» **Instructions for the task**
The full set of entries should be repeated without a single change.

[Opening Extracted entries section]

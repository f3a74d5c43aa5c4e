//! Error types for Fibonacci mesh construction.

use scatter_math::ScatterError;
use thiserror::Error;

/// Result type for mesh operations.
pub type MeshResult<T> = Result<T, MeshError>;

/// Errors reported by checked mesh construction.
#[derive(Debug, Error, Clone, PartialEq)]
pub enum MeshError {
    /// The mesh must hold at least one sample.
    #[error("sampling must be at least 1")]
    EmptySampling,

    /// Cap half-angle outside `(0, π]`.
    #[error("invalid max angle {0} rad: must lie in (0, π]")]
    InvalidMaxAngle(f64),

    /// An angle parameter is NaN or infinite.
    #[error("{name} is not finite: {value}")]
    NonFiniteAngle {
        /// Name of the offending parameter.
        name: &'static str,
        /// The rejected value.
        value: f64,
    },

    /// Failure in an underlying geometry kernel.
    #[error(transparent)]
    Math(#[from] ScatterError),
}
//! Deterministic in-memory doubles shared by the behaviour tests.

#![allow(dead_code)]

use std::collections::VecDeque;
use std::sync::atomic::{AtomicUsize, Ordering};
use std::sync::Mutex;

use fxsignal_core::{
    CurrencyCode, HttpClient, HttpError, HttpFuture, HttpRequest, HttpResponse, RateSeries,
    RateSource, SourceError, SourceFuture,
};

/// Rate source answering from fixed values and counting calls.
pub struct StubRateSource {
    series: Result<Vec<f64>, SourceError>,
    latest: Result<Option<f64>, SourceError>,
    series_calls: AtomicUsize,
    latest_calls: AtomicUsize,
    last_days: Mutex<Option<u32>>,
}

impl StubRateSource {
    pub fn new(series: Vec<f64>, latest: Option<f64>) -> Self {
        Self {
            series: Ok(series),
            latest: Ok(latest),
            series_calls: AtomicUsize::new(0),
            latest_calls: AtomicUsize::new(0),
            last_days: Mutex::new(None),
        }
    }

    pub fn one_to_ten(latest: f64) -> Self {
        Self::new((1..=10).map(f64::from).collect(), Some(latest))
    }

    pub fn failing_series(error: SourceError) -> Self {
        Self {
            series: Err(error),
            ..Self::new(Vec::new(), None)
        }
    }

    pub fn failing_latest(series: Vec<f64>, error: SourceError) -> Self {
        Self {
            latest: Err(error),
            ..Self::new(series, None)
        }
    }

    pub fn series_calls(&self) -> usize {
        self.series_calls.load(Ordering::SeqCst)
    }

    pub fn latest_calls(&self) -> usize {
        self.latest_calls.load(Ordering::SeqCst)
    }

    pub fn last_days(&self) -> Option<u32> {
        *self.last_days.lock().expect("lock")
    }
}

impl RateSource for StubRateSource {
    fn time_series<'a>(
        &'a self,
        _base: CurrencyCode,
        _target: CurrencyCode,
        days: u32,
    ) -> SourceFuture<'a, RateSeries> {
        self.series_calls.fetch_add(1, Ordering::SeqCst);
        *self.last_days.lock().expect("lock") = Some(days);
        let result = self.series.clone().map(RateSeries::new);
        Box::pin(async move { result })
    }

    fn latest<'a>(
        &'a self,
        _base: CurrencyCode,
        _target: CurrencyCode,
    ) -> SourceFuture<'a, Option<f64>> {
        self.latest_calls.fetch_add(1, Ordering::SeqCst);
        let result = self.latest.clone();
        Box::pin(async move { result })
    }
}

/// HTTP transport replaying queued responses and recording every request.
#[derive(Default)]
pub struct ScriptedHttpClient {
    responses: Mutex<VecDeque<Result<HttpResponse, HttpError>>>,
    requests: Mutex<Vec<HttpRequest>>,
}

impl ScriptedHttpClient {
    pub fn new() -> Self {
        Self::default()
    }

    pub fn respond(self, response: Result<HttpResponse, HttpError>) -> Self {
        self.responses.lock().expect("lock").push_back(response);
        self
    }

    pub fn respond_json(self, body: &str) -> Self {
        self.respond(Ok(HttpResponse::ok_json(body)))
    }

    pub fn requests(&self) -> Vec<HttpRequest> {
        self.requests.lock().expect("lock").clone()
    }
}

impl HttpClient for ScriptedHttpClient {
    fn execute<'a>(&'a self, request: HttpRequest) -> HttpFuture<'a> {
        self.requests.lock().expect("lock").push(request);
        let next = self
            .responses
            .lock()
            .expect("lock")
            .pop_front()
            .unwrap_or_else(|| Err(HttpError::new("no scripted response left")));
        Box::pin(async move { next })
    }
}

[Closing Extracted entries section]

» **Problem solution**
repository f3a74d5c43aa5c4e
//! Error types for Fibonacci mesh construction.

use scatter_math::ScatterError;
use thiserror::Error;

/// Result type for mesh operations.
pub type MeshResult<T> = Result<T, MeshError>;

/// Errors reported by checked mesh construction.
#[derive(Debug, Error, Clone, PartialEq)]
pub enum MeshError {
    /// The mesh must hold at least one sample.
    #[error("sampling must be at least 1")]
    EmptySampling,

    /// Cap half-angle outside `(0, π]`.
    #[error("invalid max angle {0} rad: must lie in (0, π]")]
    InvalidMaxAngle(f64),

    /// An angle parameter is NaN or infinite.
    #[error("{name} is not finite: {value}")]
    NonFiniteAngle {
        /// Name of the offending parameter.
        name: &'static str,
        /// The rejected value.
        value: f64,
    },

    /// Failure in an underlying geometry kernel.
    #[error(transparent)]
    Math(#[from] ScatterError),
}
//! Deterministic in-memory doubles shared by the behaviour tests.

#![allow(dead_code)]

use std::collections::VecDeque;
use std::sync::atomic::{AtomicUsize, Ordering};
use std::sync::Mutex;

use fxsignal_core::{
    CurrencyCode, HttpClient, HttpError, HttpFuture, HttpRequest, HttpResponse, RateSeries,
    RateSource, SourceError, SourceFuture,
};

/// Rate source answering from fixed values and counting calls.
pub struct StubRateSource {
    series: Result<Vec<f64>, SourceError>,
    latest: Result<Option<f64>, SourceError>,
    series_calls: AtomicUsize,
    latest_calls: AtomicUsize,
    last_days: Mutex<Option<u32>>,
}

impl StubRateSource {
    pub fn new(series: Vec<f64>, latest: Option<f64>) -> Self {
        Self {
            series: Ok(series),
            latest: Ok(latest),
            series_calls: AtomicUsize::new(0),
            latest_calls: AtomicUsize::new(0),
            last_days: Mutex::new(None),
        }
    }

    pub fn one_to_ten(latest: f64) -> Self {
        Self::new((1..=10).map(f64::from).collect(), Some(latest))
    }

    pub fn failing_series(error: SourceError) -> Self {
        Self {
            series: Err(error),
            ..Self::new(Vec::new(), None)
        }
    }

    pub fn failing_latest(series: Vec<f64>, error: SourceError) -> Self {
        Self {
            latest: Err(error),
            ..Self::new(series, None)
        }
    }

    pub fn series_calls(&self) -> usize {
        self.series_calls.load(Ordering::SeqCst)
    }

    pub fn latest_calls(&self) -> usize {
        self.latest_calls.load(Ordering::SeqCst)
    }

    pub fn last_days(&self) -> Option<u32> {
        *self.last_days.lock().expect("lock")
    }
}

impl RateSource for StubRateSource {
    fn time_series<'a>(
        &'a self,
        _base: CurrencyCode,
        _target: CurrencyCode,
        days: u32,
    ) -> SourceFuture<'a, RateSeries> {
        self.series_calls.fetch_add(1, Ordering::SeqCst);
        *self.last_days.lock().expect("lock") = Some(days);
        let result = self.series.clone().map(RateSeries::new);
        Box::pin(async move { result })
    }

    fn latest<'a>(
        &'a self,
        _base: CurrencyCode,
        _target: CurrencyCode,
    ) -> SourceFuture<'a, Option<f64>> {
        self.latest_calls.fetch_add(1, Ordering::SeqCst);
        let result = self.latest.clone();
        Box::pin(async move { result })
    }
}

/// HTTP transport replaying queued responses and recording every request.
#[derive(Default)]
pub struct ScriptedHttpClient {
    responses: Mutex<VecDeque<Result<HttpResponse, HttpError>>>,
    requests: Mutex<Vec<HttpRequest>>,
}

impl ScriptedHttpClient {
    pub fn new() -> Self {
        Self::default()
    }

    pub fn respond(self, response: Result<HttpResponse, HttpError>) -> Self {
        self.responses.lock().expect("lock").push_back(response);
        self
    }

    pub fn respond_json(self, body: &str) -> Self {
        self.respond(Ok(HttpResponse::ok_json(body)))
    }

    pub fn requests(&self) -> Vec<HttpRequest> {
        self.requests.lock().expect("lock").clone()
    }
}

impl HttpClient for ScriptedHttpClient {
    fn execute<'a>(&'a self, request: HttpRequest) -> HttpFuture<'a> {
        self.requests.lock().expect("lock").push(request);
        let next = self
            .responses
            .lock()
            .expect("lock")
            .pop_front()
            .unwrap_or_else(|| Err(HttpError::new("no scripted response left")));
        Box::pin(async move { next })
    }
}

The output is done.